Clara B. Jones

A Review of Andy Martrich's agri-tech R&D heroics

agri-tech R&D heroics
Andy Martrich
Hiding Press
Unpaginated [8 pp; 4 x 8 in. folded; 16 in. x 16 in. unfolded]
$13.00 USD
Altering level of sterol compound improves nutritional property and genetic construction for big pharma marketing edible insecticide EP 255378 B2 20020206 Insecticidal edible spread made from insect-resistant apple, cherry fig and mustard to kill crepuscular diurnal insects and weeds on contact ... Mammal plant insect-resistant breeding with monocot to produce mammal plant with embryonic leaf sprout resembling human daffodil, iris or onion WO 0227004 A2 20020404 EP 11322773 Aromatic methyl transfer cycle of human onion and mammal plant for human expression of Cry toxins into unlicensed chimeric gene elixirs
[from agri-tech R&D heroics]

From video games to space, humans are innate scientists, as Jean Piaget described children's play and an implied feature of Ludwig Wittgenstein's “word play.” Among literary critics, one of the most unconventional sub-genres has eluded precise definition. “Experimental poetry,” sometimes referred to as avant-garde or “innovative” poetry, has, variously, been described as strange, political, disruptive, non-traditional, anti-Formalist, among other attributes.
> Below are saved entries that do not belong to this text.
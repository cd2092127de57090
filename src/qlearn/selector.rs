use std::collections::BTreeMap;
use std::sync::atomic::{AtomicBool, AtomicUsize, Ordering};
use std::sync::Arc;

use parking_lot::Mutex;
use rand::seq::IndexedRandom;
use rand::Rng;
use thiserror::Error;

use crate::qlearn::config::SelectorConfig;
use crate::qlearn::store::{StoreError, TableDocument, TableStore};
use crate::qlearn::types::{
    Difficulty, ExerciseType, LevelCatalog, Selection, SelectionSource, StateKey,
};

#[derive(Debug, Error)]
pub enum SelectorError {
    #[error("learner id must not be empty")]
    EmptyLearnerId,
    #[error("unknown difficulty level: {0}")]
    UnknownDifficulty(i64),
    #[error("invalid exercise type: {0:?}")]
    InvalidExerciseType(String),
    #[error("reward must be a finite number")]
    InvalidReward,
    #[error("no exercise types configured for level {0}")]
    NoExerciseTypes(Difficulty),
    #[error("failed to persist value table: {0}")]
    Persistence(#[from] StoreError),
}

impl SelectorError {
    /// Persistence failures keep the in-memory update; retrying the flush is enough.
    pub fn is_retryable(&self) -> bool {
        matches!(self, Self::Persistence(_))
    }
}

#[derive(Debug, Default)]
struct ValueTable {
    entries: BTreeMap<StateKey, Vec<f64>>,
}

impl ValueTable {
    fn learner_entries<'a>(
        &'a self,
        learner_id: &'a str,
    ) -> impl Iterator<Item = (&'a StateKey, &'a Vec<f64>)> + 'a {
        // (learner, 0, Listening) is the smallest key a learner can own
        let start = StateKey::new(learner_id, 0, ExerciseType::Listening);
        self.entries
            .range(start..)
            .take_while(move |(key, _)| key.learner_id == learner_id)
    }

    fn to_document(&self) -> TableDocument {
        self.entries
            .iter()
            .map(|(key, values)| (key.to_string(), values.clone()))
            .collect()
    }
}

/// Q-learning exercise picker over a persisted (learner, difficulty, type) value table.
///
/// One instance per process. `record_outcome` holds the table lock across the
/// update and the durable write. `unsaved` and `entry_count` are only written
/// while that lock is held, and are read without it.
pub struct AdaptiveSelector {
    config: SelectorConfig,
    catalog: LevelCatalog,
    store: Arc<dyn TableStore>,
    table: Mutex<ValueTable>,
    unsaved: AtomicBool,
    entry_count: AtomicUsize,
}

impl AdaptiveSelector {
    pub fn new(config: SelectorConfig, store: Arc<dyn TableStore>) -> Self {
        Self::with_catalog(config, LevelCatalog::default(), store)
    }

    pub fn with_catalog(
        config: SelectorConfig,
        catalog: LevelCatalog,
        store: Arc<dyn TableStore>,
    ) -> Self {
        let entries = match store.load() {
            Ok(Some(document)) => entries_from_document(document, catalog.level_count()),
            Ok(None) => BTreeMap::new(),
            Err(err) => {
                tracing::warn!(
                    error = %err,
                    store = %store.describe(),
                    "value table load failed, starting empty"
                );
                BTreeMap::new()
            }
        };

        tracing::info!(entries = entries.len(), store = %store.describe(), "value table loaded");

        Self {
            config,
            catalog,
            store,
            entry_count: AtomicUsize::new(entries.len()),
            unsaved: AtomicBool::new(false),
            table: Mutex::new(ValueTable { entries }),
        }
    }

    pub fn config(&self) -> &SelectorConfig {
        &self.config
    }

    pub fn catalog(&self) -> &LevelCatalog {
        &self.catalog
    }

    pub fn store_description(&self) -> String {
        self.store.describe()
    }

    pub fn entry_count(&self) -> usize {
        self.entry_count.load(Ordering::Acquire)
    }

    pub fn has_unsaved_changes(&self) -> bool {
        self.unsaved.load(Ordering::Acquire)
    }

    pub fn values(&self, key: &StateKey) -> Option<Vec<f64>> {
        self.table.lock().entries.get(key).cloned()
    }

    pub fn learner_states(&self, learner_id: &str) -> Vec<(StateKey, Vec<f64>)> {
        let table = self.table.lock();
        table
            .learner_entries(learner_id)
            .map(|(key, values)| (key.clone(), values.clone()))
            .collect()
    }

    /// Applies the update law to the slot of `difficulty` and persists the whole table.
    ///
    /// On a persistence error the new value stays in memory and is written by the
    /// next successful save or `flush`.
    pub fn record_outcome(
        &self,
        learner_id: &str,
        difficulty: i64,
        exercise_type: &ExerciseType,
        reward: f64,
    ) -> Result<f64, SelectorError> {
        let learner_id = validate_learner_id(learner_id)?;
        let difficulty = self.validate_difficulty(difficulty)?;
        validate_exercise_type(exercise_type)?;
        if !reward.is_finite() {
            return Err(SelectorError::InvalidReward);
        }

        let alpha = self.config.learning.alpha;
        let gamma = self.config.learning.gamma;
        let slot = self.catalog.slot(difficulty);
        let width = self.catalog.level_count();

        let mut table = self.table.lock();
        let key = StateKey::new(learner_id, difficulty, exercise_type.clone());
        let values = table.entries.entry(key).or_insert_with(|| vec![0.0; width]);

        let old_value = values[slot];
        let next_max = values.iter().copied().fold(f64::NEG_INFINITY, f64::max);
        let new_value = (1.0 - alpha) * old_value + alpha * (reward + gamma * next_max);
        values[slot] = new_value;
        self.entry_count.store(table.entries.len(), Ordering::Release);
        self.unsaved.store(true, Ordering::Release);

        tracing::debug!(
            learner_id,
            difficulty,
            exercise_type = %exercise_type,
            reward,
            old_value,
            new_value,
            "value table updated"
        );

        let document = table.to_document();
        match self.store.save(&document) {
            Ok(()) => {
                self.unsaved.store(false, Ordering::Release);
                Ok(new_value)
            }
            Err(err) => {
                tracing::error!(
                    error = %err,
                    store = %self.store.describe(),
                    "value table persist failed"
                );
                Err(err.into())
            }
        }
    }

    /// Writes the in-memory table if a previous save failed. Returns whether a write happened.
    pub fn flush(&self) -> Result<bool, SelectorError> {
        let table = self.table.lock();
        if !self.unsaved.load(Ordering::Acquire) {
            return Ok(false);
        }

        self.store.save(&table.to_document())?;
        self.unsaved.store(false, Ordering::Release);
        tracing::info!(entries = table.entries.len(), "value table flushed");
        Ok(true)
    }

    /// One step toward harder or easier material, always inside the catalog.
    pub fn propose_difficulty(&self, last_correct: bool, current_difficulty: i64) -> Difficulty {
        let current = i64::from(self.catalog.clamp(current_difficulty));
        let next = if last_correct { current + 1 } else { current - 1 };
        self.catalog.clamp(next)
    }

    pub fn select_next(
        &self,
        learner_id: &str,
        last_correct: bool,
        current_difficulty: i64,
        forced_type: Option<&ExerciseType>,
    ) -> Result<Selection, SelectorError> {
        let mut rng = rand::rng();
        self.select_next_with_rng(
            &mut rng,
            learner_id,
            last_correct,
            current_difficulty,
            forced_type,
        )
    }

    pub fn select_next_with_rng<R: Rng>(
        &self,
        rng: &mut R,
        learner_id: &str,
        last_correct: bool,
        current_difficulty: i64,
        forced_type: Option<&ExerciseType>,
    ) -> Result<Selection, SelectorError> {
        let learner_id = validate_learner_id(learner_id)?;
        let proposed = self.propose_difficulty(last_correct, current_difficulty);

        if let Some(forced) = forced_type {
            if self.catalog.get(proposed).is_some_and(|level| level.allows(forced)) {
                return Ok(Selection {
                    difficulty: proposed,
                    exercise_type: forced.clone(),
                    source: SelectionSource::Forced,
                });
            }
            tracing::debug!(
                learner_id,
                proposed,
                forced = %forced,
                "forced type not allowed at proposed level"
            );
        }

        let best = {
            let table = self.table.lock();
            let mut entries = table.learner_entries(learner_id).peekable();
            let has_history = entries.peek().is_some();

            if !has_history || rng.random::<f64>() < self.config.learning.epsilon {
                None
            } else {
                let mut best: Option<(&StateKey, f64)> = None;
                for (key, values) in entries.filter(|(key, _)| key.difficulty == proposed) {
                    let score = values.iter().copied().fold(f64::NEG_INFINITY, f64::max);
                    if best.map_or(true, |(_, top)| score > top) {
                        best = Some((key, score));
                    }
                }
                best.map(|(key, _)| (key.difficulty, key.exercise_type.clone()))
            }
        };

        if let Some((difficulty, exercise_type)) = best {
            return Ok(Selection {
                difficulty,
                exercise_type,
                source: SelectionSource::Exploit,
            });
        }

        let exercise_type = self
            .catalog
            .allowed_types(proposed)
            .choose(rng)
            .cloned()
            .ok_or(SelectorError::NoExerciseTypes(proposed))?;

        Ok(Selection {
            difficulty: proposed,
            exercise_type,
            source: SelectionSource::Explore,
        })
    }

    fn validate_difficulty(&self, difficulty: i64) -> Result<Difficulty, SelectorError> {
        if self.catalog.contains(difficulty) {
            Ok(self.catalog.clamp(difficulty))
        } else {
            Err(SelectorError::UnknownDifficulty(difficulty))
        }
    }
}

/// Ids are keys as given; only blank ids are rejected.
fn validate_learner_id(learner_id: &str) -> Result<&str, SelectorError> {
    if learner_id.trim().is_empty() {
        Err(SelectorError::EmptyLearnerId)
    } else {
        Ok(learner_id)
    }
}

// `-` separates key fields; a dash in the type would not survive a reload.
fn validate_exercise_type(exercise_type: &ExerciseType) -> Result<(), SelectorError> {
    let tag = exercise_type.as_str();
    if tag.trim().is_empty() || tag.contains('-') {
        Err(SelectorError::InvalidExerciseType(tag.to_string()))
    } else {
        Ok(())
    }
}

fn entries_from_document(document: TableDocument, width: usize) -> BTreeMap<StateKey, Vec<f64>> {
    let mut entries = BTreeMap::new();

    for (raw_key, mut values) in document {
        let Some(key) = StateKey::parse(&raw_key) else {
            tracing::warn!(key = %raw_key, "skipping malformed value table key");
            continue;
        };

        if values.len() != width {
            tracing::warn!(key = %raw_key, len = values.len(), width, "resizing value vector");
            values.resize(width, 0.0);
        }

        entries.insert(key, values);
    }

    entries
}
Recently, I have been attempting to introduce a poet-friend to experimental poetry in order to counteract his resistance to it. Indeed, Harley is a mainstream poet influenced by jazz discordance, bounded by and created within conventional Formalist constraints—imagery, lyric, music, color, “interpretive power” [as per Harvard poetry critic, Helen Vendler]. Recently, he challenged me to answer two questions, “What is the experimental poet's 'role'?” and, “What is it that distinguishes an experimental poem from a collection of lines thrown together randomly?”

Surely, these are timeless questions that many have addressed in academic, as well as, non-academic publications. While there are no straightforward answers to either query, the initiate requires a background understanding of the difference between 20th Century Modernism and Post-modernism in order to appreciate the origins of experimental poetry—Post-modernism, encompassing experimental poetry, that advances the fractured nature of perception, indeed, of reality, itself, in opposition to Modernism's obsession with “grand narratives” and unifying “conceptual frameworks” [Marxism, Psychoanalysis, Christianity, Science, etc.]. It has been very difficult for Harley to grasp the idea that ultimate power and “interpretation” are in the mind and body of the reader rather than the author, a sensibility required to conceptualize “the experimental poet's role” whether or not poems are randomly-generated, as “digital” or “collage” poetry” may be.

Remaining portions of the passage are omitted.